What you have to do
When you reach the line in the data below that contains "container's subtitle streams.", please start repeating lines exactly, and stop after the line that contains "else the container's.", repeating nothing else.

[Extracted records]
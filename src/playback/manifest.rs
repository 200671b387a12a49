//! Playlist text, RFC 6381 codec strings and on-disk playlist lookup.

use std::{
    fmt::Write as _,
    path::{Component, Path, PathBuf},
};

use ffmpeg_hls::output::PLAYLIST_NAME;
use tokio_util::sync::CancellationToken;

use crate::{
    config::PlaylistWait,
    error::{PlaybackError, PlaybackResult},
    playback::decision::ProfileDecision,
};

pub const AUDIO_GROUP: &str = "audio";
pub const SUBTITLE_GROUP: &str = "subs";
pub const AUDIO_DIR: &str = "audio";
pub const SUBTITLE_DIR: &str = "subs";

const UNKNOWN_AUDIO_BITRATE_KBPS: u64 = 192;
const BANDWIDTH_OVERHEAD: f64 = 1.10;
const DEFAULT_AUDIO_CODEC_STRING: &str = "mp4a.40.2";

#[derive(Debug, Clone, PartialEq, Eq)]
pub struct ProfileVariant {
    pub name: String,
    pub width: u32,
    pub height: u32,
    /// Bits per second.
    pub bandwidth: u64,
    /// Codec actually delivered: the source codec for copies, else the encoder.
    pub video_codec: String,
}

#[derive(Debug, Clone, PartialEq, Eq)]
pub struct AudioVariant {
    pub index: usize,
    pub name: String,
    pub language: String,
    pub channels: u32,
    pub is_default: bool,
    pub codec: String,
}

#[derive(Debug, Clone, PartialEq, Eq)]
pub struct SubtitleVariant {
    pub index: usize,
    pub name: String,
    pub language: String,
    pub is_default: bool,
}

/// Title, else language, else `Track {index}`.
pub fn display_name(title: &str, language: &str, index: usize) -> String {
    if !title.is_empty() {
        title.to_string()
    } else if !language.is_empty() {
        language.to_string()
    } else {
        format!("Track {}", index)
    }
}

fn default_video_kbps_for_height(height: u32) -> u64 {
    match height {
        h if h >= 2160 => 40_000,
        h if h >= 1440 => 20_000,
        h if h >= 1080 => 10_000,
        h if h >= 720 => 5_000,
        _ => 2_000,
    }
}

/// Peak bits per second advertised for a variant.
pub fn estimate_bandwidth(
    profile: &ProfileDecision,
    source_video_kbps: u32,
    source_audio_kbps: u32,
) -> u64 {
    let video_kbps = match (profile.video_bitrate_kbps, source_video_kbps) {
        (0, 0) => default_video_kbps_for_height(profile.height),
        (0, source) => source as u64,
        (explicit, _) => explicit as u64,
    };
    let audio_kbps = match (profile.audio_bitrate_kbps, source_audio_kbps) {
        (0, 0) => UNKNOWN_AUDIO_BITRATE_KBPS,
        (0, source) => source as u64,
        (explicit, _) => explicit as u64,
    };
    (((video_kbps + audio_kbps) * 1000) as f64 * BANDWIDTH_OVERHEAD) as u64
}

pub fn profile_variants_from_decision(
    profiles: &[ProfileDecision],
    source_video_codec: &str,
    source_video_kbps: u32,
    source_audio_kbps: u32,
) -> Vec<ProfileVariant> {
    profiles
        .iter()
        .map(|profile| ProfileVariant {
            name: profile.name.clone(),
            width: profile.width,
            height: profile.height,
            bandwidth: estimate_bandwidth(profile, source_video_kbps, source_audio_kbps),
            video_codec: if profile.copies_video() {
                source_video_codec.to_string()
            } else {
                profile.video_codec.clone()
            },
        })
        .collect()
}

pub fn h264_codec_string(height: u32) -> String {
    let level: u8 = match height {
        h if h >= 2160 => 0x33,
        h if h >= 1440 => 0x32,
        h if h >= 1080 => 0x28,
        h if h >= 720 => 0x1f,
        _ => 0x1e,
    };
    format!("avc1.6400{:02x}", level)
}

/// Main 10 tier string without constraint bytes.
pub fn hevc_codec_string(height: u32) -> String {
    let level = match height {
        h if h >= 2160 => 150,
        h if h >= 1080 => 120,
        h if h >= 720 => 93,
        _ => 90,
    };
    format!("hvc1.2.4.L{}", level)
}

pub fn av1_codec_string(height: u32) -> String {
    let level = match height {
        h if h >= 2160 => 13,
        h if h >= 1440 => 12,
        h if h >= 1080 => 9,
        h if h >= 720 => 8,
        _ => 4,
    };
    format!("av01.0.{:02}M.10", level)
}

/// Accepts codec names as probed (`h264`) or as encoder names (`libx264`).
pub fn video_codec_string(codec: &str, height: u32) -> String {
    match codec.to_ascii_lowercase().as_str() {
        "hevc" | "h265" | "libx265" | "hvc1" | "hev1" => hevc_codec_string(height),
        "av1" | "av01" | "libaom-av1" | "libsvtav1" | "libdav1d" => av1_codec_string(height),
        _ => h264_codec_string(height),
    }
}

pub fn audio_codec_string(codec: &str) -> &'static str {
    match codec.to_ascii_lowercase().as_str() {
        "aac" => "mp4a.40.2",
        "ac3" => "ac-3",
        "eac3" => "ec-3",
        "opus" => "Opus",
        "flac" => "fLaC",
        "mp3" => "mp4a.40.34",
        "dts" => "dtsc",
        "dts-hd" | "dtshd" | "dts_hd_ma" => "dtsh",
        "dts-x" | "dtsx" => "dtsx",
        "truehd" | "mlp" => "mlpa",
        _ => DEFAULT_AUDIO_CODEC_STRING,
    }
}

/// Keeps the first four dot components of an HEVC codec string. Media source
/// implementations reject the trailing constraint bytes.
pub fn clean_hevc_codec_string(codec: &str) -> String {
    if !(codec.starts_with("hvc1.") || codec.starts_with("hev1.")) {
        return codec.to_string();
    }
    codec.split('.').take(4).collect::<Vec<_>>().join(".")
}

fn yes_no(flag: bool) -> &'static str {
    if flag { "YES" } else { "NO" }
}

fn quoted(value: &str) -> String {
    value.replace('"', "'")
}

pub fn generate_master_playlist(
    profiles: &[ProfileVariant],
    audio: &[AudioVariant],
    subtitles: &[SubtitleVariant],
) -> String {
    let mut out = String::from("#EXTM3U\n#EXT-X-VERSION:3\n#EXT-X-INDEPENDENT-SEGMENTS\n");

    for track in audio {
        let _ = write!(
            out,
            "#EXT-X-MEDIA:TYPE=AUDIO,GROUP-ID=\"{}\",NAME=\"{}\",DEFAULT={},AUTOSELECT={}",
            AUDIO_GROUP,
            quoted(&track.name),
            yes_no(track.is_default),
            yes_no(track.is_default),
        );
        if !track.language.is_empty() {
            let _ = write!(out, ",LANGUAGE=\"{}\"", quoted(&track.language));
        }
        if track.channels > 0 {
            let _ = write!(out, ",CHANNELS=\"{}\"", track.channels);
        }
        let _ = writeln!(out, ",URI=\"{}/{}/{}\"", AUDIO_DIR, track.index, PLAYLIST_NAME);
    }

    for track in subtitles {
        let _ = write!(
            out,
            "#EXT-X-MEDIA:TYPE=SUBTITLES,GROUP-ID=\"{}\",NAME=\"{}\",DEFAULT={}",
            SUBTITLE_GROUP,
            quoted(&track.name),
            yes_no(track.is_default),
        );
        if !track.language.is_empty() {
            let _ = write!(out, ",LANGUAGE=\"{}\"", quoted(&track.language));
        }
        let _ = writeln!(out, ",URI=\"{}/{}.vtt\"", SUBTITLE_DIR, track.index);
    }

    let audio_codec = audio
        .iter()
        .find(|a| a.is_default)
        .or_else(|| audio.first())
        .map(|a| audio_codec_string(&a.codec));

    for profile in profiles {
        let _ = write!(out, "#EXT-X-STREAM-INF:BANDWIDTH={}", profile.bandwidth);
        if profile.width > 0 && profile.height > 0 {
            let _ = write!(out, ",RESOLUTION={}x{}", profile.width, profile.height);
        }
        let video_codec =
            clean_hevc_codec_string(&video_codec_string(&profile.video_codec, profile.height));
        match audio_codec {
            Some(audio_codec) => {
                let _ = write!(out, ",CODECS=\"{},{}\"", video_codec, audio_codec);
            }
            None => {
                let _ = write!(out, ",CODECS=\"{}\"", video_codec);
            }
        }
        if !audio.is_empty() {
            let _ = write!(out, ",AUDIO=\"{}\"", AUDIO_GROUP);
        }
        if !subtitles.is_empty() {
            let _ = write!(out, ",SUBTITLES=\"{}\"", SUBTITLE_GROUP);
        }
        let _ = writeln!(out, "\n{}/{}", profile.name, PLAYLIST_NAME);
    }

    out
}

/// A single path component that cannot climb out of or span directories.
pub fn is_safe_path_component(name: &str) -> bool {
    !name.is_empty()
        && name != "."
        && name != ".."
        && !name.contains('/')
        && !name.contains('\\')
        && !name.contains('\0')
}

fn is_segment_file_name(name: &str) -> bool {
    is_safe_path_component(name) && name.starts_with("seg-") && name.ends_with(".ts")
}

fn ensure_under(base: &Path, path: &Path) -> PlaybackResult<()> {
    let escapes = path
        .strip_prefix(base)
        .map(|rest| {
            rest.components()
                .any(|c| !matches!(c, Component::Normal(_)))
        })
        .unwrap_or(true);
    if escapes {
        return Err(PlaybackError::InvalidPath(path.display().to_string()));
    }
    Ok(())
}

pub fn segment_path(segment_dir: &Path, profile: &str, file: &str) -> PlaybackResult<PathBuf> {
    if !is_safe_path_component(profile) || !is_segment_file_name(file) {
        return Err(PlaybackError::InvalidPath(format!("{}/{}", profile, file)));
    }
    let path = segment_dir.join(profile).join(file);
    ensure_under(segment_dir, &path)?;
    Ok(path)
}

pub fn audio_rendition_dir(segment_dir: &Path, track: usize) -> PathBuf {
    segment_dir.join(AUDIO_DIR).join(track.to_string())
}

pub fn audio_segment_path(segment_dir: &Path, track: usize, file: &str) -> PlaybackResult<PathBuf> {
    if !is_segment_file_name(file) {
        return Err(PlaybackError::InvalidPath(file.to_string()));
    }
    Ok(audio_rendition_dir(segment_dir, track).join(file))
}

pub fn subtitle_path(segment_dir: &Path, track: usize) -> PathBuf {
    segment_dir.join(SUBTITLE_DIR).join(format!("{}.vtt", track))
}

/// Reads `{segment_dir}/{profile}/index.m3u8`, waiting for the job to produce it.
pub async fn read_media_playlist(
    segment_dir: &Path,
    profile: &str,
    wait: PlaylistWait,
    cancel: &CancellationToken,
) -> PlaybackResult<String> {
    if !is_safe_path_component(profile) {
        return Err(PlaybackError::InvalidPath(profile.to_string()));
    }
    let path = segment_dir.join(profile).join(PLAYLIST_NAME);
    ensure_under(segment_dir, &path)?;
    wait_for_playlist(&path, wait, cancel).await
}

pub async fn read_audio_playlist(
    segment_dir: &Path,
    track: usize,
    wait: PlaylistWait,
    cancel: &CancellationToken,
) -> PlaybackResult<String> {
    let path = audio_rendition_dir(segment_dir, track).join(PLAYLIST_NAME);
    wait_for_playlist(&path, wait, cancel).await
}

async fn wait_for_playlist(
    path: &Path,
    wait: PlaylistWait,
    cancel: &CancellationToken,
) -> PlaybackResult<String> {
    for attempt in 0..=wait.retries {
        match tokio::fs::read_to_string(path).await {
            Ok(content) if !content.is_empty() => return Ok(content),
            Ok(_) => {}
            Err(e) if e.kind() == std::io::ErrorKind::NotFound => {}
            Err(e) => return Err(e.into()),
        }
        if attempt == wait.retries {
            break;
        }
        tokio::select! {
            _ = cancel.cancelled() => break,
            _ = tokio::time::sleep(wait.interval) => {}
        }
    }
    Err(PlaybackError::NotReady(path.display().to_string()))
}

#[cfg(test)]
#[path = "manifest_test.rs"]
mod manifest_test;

---

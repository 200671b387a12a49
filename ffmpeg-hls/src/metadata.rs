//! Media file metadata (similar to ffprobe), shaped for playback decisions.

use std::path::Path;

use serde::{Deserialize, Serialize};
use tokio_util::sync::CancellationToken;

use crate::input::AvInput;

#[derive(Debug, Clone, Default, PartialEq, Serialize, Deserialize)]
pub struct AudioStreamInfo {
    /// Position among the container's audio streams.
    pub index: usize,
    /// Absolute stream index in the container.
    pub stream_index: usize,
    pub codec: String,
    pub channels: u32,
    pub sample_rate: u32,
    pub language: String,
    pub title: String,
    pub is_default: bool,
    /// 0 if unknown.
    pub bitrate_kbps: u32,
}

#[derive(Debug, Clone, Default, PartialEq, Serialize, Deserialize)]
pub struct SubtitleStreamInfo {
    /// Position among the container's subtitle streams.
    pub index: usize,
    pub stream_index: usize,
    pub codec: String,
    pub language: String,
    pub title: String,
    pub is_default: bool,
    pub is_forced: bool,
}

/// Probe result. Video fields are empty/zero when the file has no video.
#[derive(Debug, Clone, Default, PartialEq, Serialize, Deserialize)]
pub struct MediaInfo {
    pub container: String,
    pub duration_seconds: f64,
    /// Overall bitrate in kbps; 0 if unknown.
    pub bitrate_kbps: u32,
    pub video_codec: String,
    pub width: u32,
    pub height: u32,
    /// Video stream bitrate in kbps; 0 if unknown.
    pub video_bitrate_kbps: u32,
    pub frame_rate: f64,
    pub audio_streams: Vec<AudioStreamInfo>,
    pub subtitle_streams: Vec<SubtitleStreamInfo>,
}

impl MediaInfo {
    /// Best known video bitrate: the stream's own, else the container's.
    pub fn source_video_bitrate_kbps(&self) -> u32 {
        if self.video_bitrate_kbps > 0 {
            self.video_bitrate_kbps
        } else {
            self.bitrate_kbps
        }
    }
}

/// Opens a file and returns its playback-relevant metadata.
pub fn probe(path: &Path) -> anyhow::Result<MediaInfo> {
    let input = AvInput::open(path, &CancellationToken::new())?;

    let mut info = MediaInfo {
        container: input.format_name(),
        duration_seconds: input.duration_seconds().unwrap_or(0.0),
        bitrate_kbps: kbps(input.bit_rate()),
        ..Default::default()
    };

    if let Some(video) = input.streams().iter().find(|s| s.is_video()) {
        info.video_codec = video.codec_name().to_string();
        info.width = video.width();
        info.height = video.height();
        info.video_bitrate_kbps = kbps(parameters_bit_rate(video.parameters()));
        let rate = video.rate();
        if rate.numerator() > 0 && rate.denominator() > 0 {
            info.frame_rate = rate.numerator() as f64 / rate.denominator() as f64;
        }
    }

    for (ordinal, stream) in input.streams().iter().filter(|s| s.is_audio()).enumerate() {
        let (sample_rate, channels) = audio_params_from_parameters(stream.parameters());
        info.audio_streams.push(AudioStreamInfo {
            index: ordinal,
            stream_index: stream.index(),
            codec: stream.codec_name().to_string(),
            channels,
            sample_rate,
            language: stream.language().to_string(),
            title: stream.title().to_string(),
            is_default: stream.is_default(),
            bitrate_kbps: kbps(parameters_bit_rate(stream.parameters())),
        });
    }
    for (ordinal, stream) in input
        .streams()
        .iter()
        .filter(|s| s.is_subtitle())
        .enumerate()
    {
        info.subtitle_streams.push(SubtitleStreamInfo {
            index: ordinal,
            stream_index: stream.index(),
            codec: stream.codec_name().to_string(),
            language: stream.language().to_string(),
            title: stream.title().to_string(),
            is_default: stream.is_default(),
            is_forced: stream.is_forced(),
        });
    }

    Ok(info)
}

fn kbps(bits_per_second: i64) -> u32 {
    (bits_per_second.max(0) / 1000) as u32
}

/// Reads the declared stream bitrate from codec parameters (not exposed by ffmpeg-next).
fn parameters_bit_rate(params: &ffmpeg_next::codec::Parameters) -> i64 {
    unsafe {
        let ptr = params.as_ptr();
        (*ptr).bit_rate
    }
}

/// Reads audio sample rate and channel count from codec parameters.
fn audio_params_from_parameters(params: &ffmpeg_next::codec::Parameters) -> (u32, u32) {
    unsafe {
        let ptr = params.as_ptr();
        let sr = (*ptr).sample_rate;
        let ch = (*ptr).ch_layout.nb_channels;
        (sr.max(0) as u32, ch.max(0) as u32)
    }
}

Answer section
    /// Position among the container's subtitle streams.
    pub index: usize,
    pub stream_index: usize,
    pub codec: String,
    pub language: String,
    pub title: String,
    pub is_default: bool,
    pub is_forced: bool,
}

/// Probe result. Video fields are empty/zero when the file has no video.
#[derive(Debug, Clone, Default, PartialEq, Serialize, Deserialize)]
pub struct MediaInfo {
    pub container: String,
    pub duration_seconds: f64,
    /// Overall bitrate in kbps; 0 if unknown.
    pub bitrate_kbps: u32,
    pub video_codec: String,
    pub width: u32,
    pub height: u32,
    /// Video stream bitrate in kbps; 0 if unknown.
    pub video_bitrate_kbps: u32,
    pub frame_rate: f64,
    pub audio_streams: Vec<AudioStreamInfo>,
    pub subtitle_streams: Vec<SubtitleStreamInfo>,
}

impl MediaInfo {
    /// Best known video bitrate: the stream's own, else the container's.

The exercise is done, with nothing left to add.